TASK GOAL: From the listing below, pull out every line where the string "text" appears.

**** RECORDS FOR PROCESSING

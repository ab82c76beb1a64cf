//! Client for OpenAI-compatible Chat Completions APIs.
//!
//! Sends the image via data URL in the user message content array.

use super::client::{CompletionOptions, InferenceClient};
use crate::config::InferenceSettings;
use crate::error::{InferenceError, InferenceErrorKind};
use crate::model::ModelId;
use crate::pipeline::EncodedPayload;
use async_trait::async_trait;
use serde::{Deserialize, Serialize};
use std::time::Duration;

/// Chat Completions client bound to one base URL and credential.
pub struct OpenAiClient {
    api_key: Option<String>,
    endpoint: Result<String, String>,
    timeout: Duration,
    client: reqwest::Client,
}

impl OpenAiClient {
    /// Build a client from settings resolved at startup.
    ///
    /// Missing or unusable settings don't fail here; every `complete` call
    /// reports them as a configuration error instead.
    pub fn new(settings: &InferenceSettings) -> Self {
        Self {
            api_key: settings.api_key.clone(),
            endpoint: completions_endpoint(settings.api_base.as_deref()),
            timeout: settings.timeout,
            client: reqwest::Client::new(),
        }
    }
}

fn completions_endpoint(api_base: Option<&str>) -> Result<String, String> {
    let base = api_base
        .map(str::trim)
        .filter(|b| !b.is_empty())
        .ok_or_else(|| "API base URL not set. Set the API_BASE env var.".to_string())?;

    let url = reqwest::Url::parse(base).map_err(|e| format!("Invalid API base URL '{base}': {e}"))?;
    if !matches!(url.scheme(), "http" | "https") {
        return Err(format!("Invalid API base URL '{base}': expected http or https"));
    }

    Ok(format!("{}/chat/completions", base.trim_end_matches('/')))
}

// --- Request types ---

#[derive(Serialize)]
struct ChatRequest<'a> {
    model: &'a str,
    messages: Vec<ChatMessage<'a>>,
    max_tokens: u32,
    temperature: f32,
}

#[derive(Serialize)]
struct ChatMessage<'a> {
    role: &'a str,
    content: Vec<ChatContent<'a>>,
}

#[derive(Serialize)]
#[serde(tag = "type")]
enum ChatContent<'a> {
    #[serde(rename = "text")]
    Text { text: &'a str },
    #[serde(rename = "image_url")]
    ImageUrl { image_url: ImageUrl },
}

#[derive(Serialize)]
struct ImageUrl {
    url: String,
}

// --- Response types ---

#[derive(Deserialize)]
struct ChatResponse {
    choices: Vec<Choice>,
}

#[derive(Deserialize)]
struct Choice {
    message: ChoiceMessage,
}

#[derive(Deserialize)]
struct ChoiceMessage {
    content: Option<String>,
}

fn transport_error(e: reqwest::Error, timeout: Duration) -> InferenceError {
    if e.is_timeout() {
        InferenceError::new(
            InferenceErrorKind::Timeout,
            format!("Request timed out after {}ms", timeout.as_millis()),
        )
    } else {
        InferenceError::new(
            InferenceErrorKind::Network,
            format!("Request failed: {e}"),
        )
    }
}

#[async_trait]
impl InferenceClient for OpenAiClient {
    fn name(&self) -> &str {
        "openai-compatible"
    }

    async fn complete(
        &self,
        model: ModelId,
        payload: &EncodedPayload,
        prompt: &str,
        options: &CompletionOptions,
    ) -> Result<String, InferenceError> {
        let endpoint = self
            .endpoint
            .as_ref()
            .map_err(|msg| InferenceError::new(InferenceErrorKind::Configuration, msg.clone()))?;
        let api_key = self.api_key.as_deref().ok_or_else(|| {
            InferenceError::new(
                InferenceErrorKind::Configuration,
                "API key not set. Set the API_KEY env var.",
            )
        })?;
        if payload.is_empty() {
            return Err(InferenceError::new(
                InferenceErrorKind::Configuration,
                "Refusing to send an empty image payload",
            ));
        }

        let body = ChatRequest {
            model: model.as_str(),
            max_tokens: options.max_tokens,
            temperature: options.temperature,
            messages: vec![ChatMessage {
                role: "user",
                content: vec![
                    ChatContent::Text { text: prompt },
                    ChatContent::ImageUrl {
                        image_url: ImageUrl {
                            url: payload.data_url(),
                        },
                    },
                ],
            }],
        };

        let resp = self
            .client
            .post(endpoint)
            .bearer_auth(api_key)
            .json(&body)
            .timeout(self.timeout)
            .send()
            .await
            .map_err(|e| transport_error(e, self.timeout))?;

        let status = resp.status();
        if !status.is_success() {
            let text = resp.text().await.unwrap_or_default();
            return Err(InferenceError::from_status(
                status.as_u16(),
                format!("HTTP {status}: {text}"),
            ));
        }

        let chat_resp: ChatResponse = resp.json().await.map_err(|e| {
            if e.is_timeout() {
                transport_error(e, self.timeout)
            } else {
                InferenceError::new(
                    InferenceErrorKind::MalformedResponse,
                    format!("Failed to parse response: {e}"),
                )
            }
        })?;

        chat_resp
            .choices
            .into_iter()
            .next()
            .and_then(|c| c.message.content)
            .ok_or_else(|| {
                InferenceError::new(
                    InferenceErrorKind::MalformedResponse,
                    "Response contained no completion text",
                )
            })
    }
}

********

TASK OUTPUT:
    #[serde(rename = "text")]
    Text { text: &'a str },
                    ChatContent::Text { text: prompt },
            let text = resp.text().await.unwrap_or_default();
                format!("HTTP {status}: {text}"),
                    "Response contained no completion text",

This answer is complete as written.